The case in question dates back to January 2018, when Mr and Mrs Lipton had booked a flight with British Airways CityFlyer from Milan Linate Airport to London City. The flight was cancelled because the pilot reported feeling unwell shortly before departure.

The Liptons were rebooked on another flight and arrived at London City Airport just over two and a half hours later than expected.

They filed a claim for statutory compensation of £220. BA CityFlyer refused to pay. The case has gone to the highest court in the land for a final judgment.

The Supreme Court said in its ruling: “Although the amount involved is small, the decision could affect tens of thousands of claims brought each year under the applicable law.

Airlines can deny claims if they can prove that the cancellation was caused by “extraordinary circumstances which could not have been avoided even if all reasonable measures had been taken.”

But the unanimous verdict was that crew illness does not fall under this.

The judges stated that the purpose of Regulation 261, which governs air passenger rights, “is to ensure a high level of protection for consumers”.

The main question: “Whether the relevant event is inherent to the normal activity of the carrier”.

The Supreme Court held that crew sickness “cannot be classified as extraordinary”, saying: “That expression must be given its ordinary meaning, namely something extraordinary.

“Employee illness is a common problem for any business. Just as the wear and tear of the physical components of an aircraft is considered an inherent part of an airline’s operations, so too is managing employee illness.
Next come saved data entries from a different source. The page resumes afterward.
#[test]
fn push_kernel_iterates_frontier_sources() {
    let out = compile(&bfs_like(
        "frontier = edges.from(frontier).applyModified(updateEdge, parent, true);",
    ));
    assert!(
        out.contains(
            "__global__ void m_kernel_1(ripple::GraphT graph, \
             ripple::VertexFrontier frontier, ripple::VertexFrontier __output_frontier) {"
        ),
        "{out}"
    );
    // Push: iterate frontier sources and their outgoing edges.
    assert!(out.contains("graph.row_offsets[src]"), "{out}");
    assert!(out.contains("int32_t dst = graph.col_indices[eid];"), "{out}");
    // The device apply function uses an atomic reduction.
    assert!(
        out.contains("void __device__ m_updateEdge(int32_t src, int32_t dst) {"),
        "{out}"
    );
    assert!(
        out.contains("ripple::atomicMin(&parent[dst], parent[src]);"),
        "{out}"
    );
    // Change tracking enqueues touched destinations.
    assert!(out.contains("int32_t __old_val = parent[dst];"), "{out}");
    assert!(
        out.contains("ripple::enqueue_sparse(__output_frontier, dst);"),
        "{out}"
    );
    // The host launches and synchronizes, then consumes the frontier.
    assert!(
        out.contains(
            "m_kernel_1<<<ripple::NUM_BLOCKS, ripple::BLOCK_SIZE>>>\
             (edges, frontier, __output_frontier);"
        ),
        "{out}"
    );
    assert!(out.contains("cudaDeviceSynchronize();"), "{out}");
    assert!(out.contains("frontier = __output_frontier;"), "{out}");
}

#[test]
fn pull_kernel_scans_incoming_edges() {
    let mut config = config();
    config
        .directions
        .insert("s1".to_string(), DirectionChoice::Pull);
    let out = compile_with(
        &bfs_like(
            "#s1# frontier = edges.from(frontier).applyModified(updateEdge, parent, true);",
        ),
        config,
    );
    // Pull: iterate destinations, scan incoming edges for frontier sources.
    assert!(out.contains("graph.col_offsets[dst]"), "{out}");
    assert!(out.contains("int32_t src = graph.row_indices[eid];"), "{out}");
    assert!(
        out.contains("if (!ripple::in_frontier(frontier, src)) continue;"),
        "{out}"
    );
}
“An event may be external to a carrier, but still inherent to its business operations. It is irrelevant whether staff become ill while they are not at work; their presence or absence from work is an inherent part of the carrier’s operational system.”

Passengers whose claim has been rejected in the past six years (in England and Wales; five years in Scotland) can now reapply for compensation.

Coby Benson, lawyer at Bott and Co, which seeks compensation for passengers on a no win no fee basis, said: “This decision is an important step forward in protecting the rights of airline passengers.

“Airlines must now take their responsibilities seriously and ensure they have sufficient staff to prevent such disruptions. And if such disruptions do occur, they must compensate passengers appropriately.”

The independent has asked British Airways and Airlines UK for comment.